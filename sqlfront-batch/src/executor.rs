//! The executor seam: whatever actually sends a batch to the server.

use smol_str::SmolStr;

use crate::command::CommandDescriptor;
use crate::error::{BatchResult, ExecutionError};

/// Default command timeout in seconds.
pub const DEFAULT_COMMAND_TIMEOUT: u32 = 30;

/// State shared by every command of a batch.
#[derive(Debug, Clone, PartialEq, Eq)]
pub struct ExecutionContext {
    /// Command timeout in seconds. Zero waits forever.
    pub command_timeout: u32,
    /// Name of the connection the batch runs on.
    pub connection: Option<SmolStr>,
    /// Descriptor of the enclosing transaction.
    pub transaction: Option<u64>,
}

impl Default for ExecutionContext {
    fn default() -> Self {
        Self {
            command_timeout: DEFAULT_COMMAND_TIMEOUT,
            connection: None,
            transaction: None,
        }
    }
}

/// Per-command results of a dispatched batch, addressed by ordinal.
pub trait ExecutionHandle: Send {
    /// Total rows affected by the batch.
    fn records_affected(&self) -> u64;

    /// Rows affected by one command, if the server reported a count.
    fn affected_rows(&self, ordinal: usize) -> Option<u64>;

    /// The error raised by one command, if any.
    fn error(&self, ordinal: usize) -> Option<ExecutionError>;
}

/// Sends all descriptors of a batch in one round trip.
///
/// Implementations own blocking, cancellation and timeout behaviour.
pub trait BatchExecutor {
    /// Handle returned for a dispatched batch.
    type Handle: ExecutionHandle + 'static;

    /// Execute `commands` in order.
    fn execute_batch(
        &mut self,
        context: &ExecutionContext,
        commands: &[CommandDescriptor],
    ) -> BatchResult<Self::Handle>;
}

/// Outcome of one command.
#[derive(Debug, Clone, Default, PartialEq, Eq)]
pub struct OperationOutcome {
    /// Rows affected, when reported.
    pub rows_affected: Option<u64>,
    /// Error raised by the command.
    pub error: Option<ExecutionError>,
}

impl OperationOutcome {
    /// Create a successful outcome.
    pub fn success(rows_affected: u64) -> Self {
        Self {
            rows_affected: Some(rows_affected),
            error: None,
        }
    }

    /// Create a failed outcome.
    pub fn failure(error: ExecutionError) -> Self {
        Self {
            rows_affected: None,
            error: Some(error),
        }
    }

    /// Create an outcome for a command that never ran.
    pub fn skipped() -> Self {
        Self::default()
    }
}

/// A ready-made [`ExecutionHandle`] backed by a list of outcomes.
#[derive(Debug, Clone, Default, PartialEq, Eq)]
pub struct BatchOutcomes {
    outcomes: Vec<OperationOutcome>,
}

impl BatchOutcomes {
    /// Create from outcomes in ordinal order.
    pub fn new(outcomes: Vec<OperationOutcome>) -> Self {
        Self { outcomes }
    }

    /// Add the next outcome.
    pub fn push(&mut self, outcome: OperationOutcome) {
        self.outcomes.push(outcome);
    }

    /// Outcomes in ordinal order.
    pub fn outcomes(&self) -> &[OperationOutcome] {
        &self.outcomes
    }

    /// Get the number of outcomes.
    pub fn len(&self) -> usize {
        self.outcomes.len()
    }

    /// Check if empty.
    pub fn is_empty(&self) -> bool {
        self.outcomes.is_empty()
    }

    /// Check if no command raised an error.
    pub fn all_succeeded(&self) -> bool {
        self.outcomes.iter().all(|o| o.error.is_none())
    }
}

impl FromIterator<OperationOutcome> for BatchOutcomes {
    fn from_iter<I: IntoIterator<Item = OperationOutcome>>(iter: I) -> Self {
        Self::new(iter.into_iter().collect())
    }
}

impl ExecutionHandle for BatchOutcomes {
    fn records_affected(&self) -> u64 {
        self.outcomes
            .iter()
            .filter_map(|o| o.rows_affected)
            .fold(0, u64::saturating_add)
    }

    fn affected_rows(&self, ordinal: usize) -> Option<u64> {
        self.outcomes.get(ordinal).and_then(|o| o.rows_affected)
    }

    fn error(&self, ordinal: usize) -> Option<ExecutionError> {
        self.outcomes.get(ordinal).and_then(|o| o.error.clone())
    }
}

#[cfg(test)]
mod tests {
    use super::*;

    #[test]
    fn test_batch_outcomes() {
        let outcomes: BatchOutcomes = [
            OperationOutcome::success(2),
            OperationOutcome::failure(ExecutionError::new(547, 16, "FK conflict")),
            OperationOutcome::skipped(),
            OperationOutcome::success(5),
        ]
        .into_iter()
        .collect();

        assert_eq!(outcomes.len(), 4);
        assert_eq!(outcomes.records_affected(), 7);
        assert_eq!(outcomes.affected_rows(0), Some(2));
        assert_eq!(outcomes.affected_rows(1), None);
        assert_eq!(outcomes.affected_rows(9), None);
        assert_eq!(outcomes.error(1).map(|e| e.number), Some(547));
        assert!(outcomes.error(3).is_none());
        assert!(!outcomes.all_succeeded());
    }

    #[test]
    fn test_records_affected_saturates() {
        let outcomes = BatchOutcomes::new(vec![
            OperationOutcome::success(u64::MAX),
            OperationOutcome::success(2),
        ]);
        assert_eq!(outcomes.records_affected(), u64::MAX);
    }

    #[test]
    fn test_default_context() {
        let ctx = ExecutionContext::default();
        assert_eq!(ctx.command_timeout, 30);
        assert!(ctx.connection.is_none());
        assert!(ctx.transaction.is_none());
    }
}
--------------------
# Assignment
Filter the records above for lines containing the word "ExecutionError", and copy those lines.

# Problem solution
use crate::error::{BatchResult, ExecutionError};
    fn error(&self, ordinal: usize) -> Option<ExecutionError>;
    pub error: Option<ExecutionError>,
    pub fn failure(error: ExecutionError) -> Self {
    fn error(&self, ordinal: usize) -> Option<ExecutionError> {
            OperationOutcome::failure(ExecutionError::new(547, 16, "FK conflict")),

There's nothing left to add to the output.